La Datsun 240Z est-elle vraiment robuste pour rouler régulièrement ?
Oui, à condition d’un entretien sérieux. Le six-en-ligne Nissan à carburateurs est réputé solide, mais il demande un réglage propre (carburateurs, allumage) et un système de refroidissement irréprochable. La robustesse vient surtout d’une conception simple et d’une maintenance suivie, pas d’une immunité magique.
Quels sont les points de rouille les plus critiques sur une Datsun 240Z ?

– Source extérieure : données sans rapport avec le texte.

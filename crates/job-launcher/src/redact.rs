//! Masking of secrets in argument vectors, environments and captured text.

use std::collections::BTreeMap;
use std::sync::OnceLock;

use regex::Regex;

pub const MASK: &str = "**********";

fn secret_key() -> &'static Regex {
    static RE: OnceLock<Regex> = OnceLock::new();
    RE.get_or_init(|| {
        Regex::new(r"(?i)(PASSWORD|PASSWD|SECRET|TOKEN|API_KEY|ACCESS_KEY|PRIVATE_KEY|CREDENTIAL)")
            .expect("static regex")
    })
}

fn url_userinfo() -> &'static Regex {
    static RE: OnceLock<Regex> = OnceLock::new();
    RE.get_or_init(|| {
        Regex::new(r"(?P<scheme>[a-zA-Z][a-zA-Z0-9+.-]*://)(?P<user>[^:@/\s]+):(?P<pass>[^@/\s]+)@")
            .expect("static regex")
    })
}

fn password_flag() -> &'static Regex {
    static RE: OnceLock<Regex> = OnceLock::new();
    RE.get_or_init(|| {
        Regex::new(r"(?i)(?P<flag>--?[a-z0-9_-]*(?:password|passwd|secret|token)[a-z0-9_-]*=)[^\s']+")
            .expect("static regex")
    })
}

/// Replace the password part of any `scheme://user:password@` in `text`.
pub fn redact_urls(text: &str) -> String {
    url_userinfo()
        .replace_all(text, format!("${{scheme}}${{user}}:{}@", MASK).as_str())
        .into_owned()
}

/// Copy of `args` safe to log and persist.
pub fn redact_args(args: &[String]) -> Vec<String> {
    let masked_flag = format!("${{flag}}{}", MASK);
    args.iter()
        .map(|arg| redact_urls(&password_flag().replace_all(arg, masked_flag.as_str())))
        .collect()
}

/// Copy of `env` with secret-looking variables masked.
pub fn redact_env(env: &BTreeMap<String, String>) -> BTreeMap<String, String> {
    env.iter()
        .map(|(key, value)| {
            let value = if secret_key().is_match(key) {
                MASK.to_string()
            } else {
                redact_urls(value)
            };
            (key.clone(), value)
        })
        .collect()
}

/// Replace every occurrence of each known secret in `text`.
pub fn mask_secrets<'a>(text: &str, secrets: impl IntoIterator<Item = &'a str>) -> String {
    let mut masked = redact_urls(text);
    for secret in secrets {
        if secret.len() >= 4 {
            masked = masked.replace(secret, MASK);
        }
    }
    masked
}
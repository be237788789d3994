//! Execution event store.

mod memory;
mod postgres;

pub use memory::MemoryEventStore;
pub use postgres::PgEventStore;

use async_trait::async_trait;
use job_core::{StoreResult, TaskId};

use crate::model::{EventId, ExecutionEvent, NewEvent};

#[async_trait]
pub trait EventStore: Send + Sync {
    async fn insert(&self, event: NewEvent) -> StoreResult<ExecutionEvent>;

    /// Raise the derived `failed` flag on an already persisted event.
    async fn mark_failed(&self, id: EventId) -> StoreResult<()>;

    /// Events of one job ordered by their sequence counter.
    async fn list_for_job(&self, job_id: TaskId) -> StoreResult<Vec<ExecutionEvent>>;
}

Les zones structurelles sont prioritaires : bas de caisse, planchers, longerons, passages de roue, supports de cric et points d’ancrage des trains roulants. Une inspection sur pont est fortement recommandée avant achat, car une corrosion avancée dans ces secteurs peut engager des réparations lourdes.
Peut-on trouver facilement des pièces de Datsun 240Z en France ?
Les stocks français existent mais restent limités. En revanche, le marché américain propose de nombreuses refabrications (carrosserie, trains roulants, consommables). Il faut intégrer les frais et délais d’importation, et s’appuyer sur un club ou un spécialiste pour éviter les mauvais choix de références.
Pourquoi la Datsun 240Z est-elle une alternative crédible aux icônes automobiles européennes ?
Parce qu’elle combine un design vintage cohérent, une vraie performance pour son époque (six-en-ligne, propulsion, 0-100 autour de 8 s), une utilisation relativement simple et un coût d’accès souvent inférieur à certaines GT européennes comparables. Elle offre une expérience de voiture sportive sans exiger le même niveau de mise en scène ni les mêmes complications.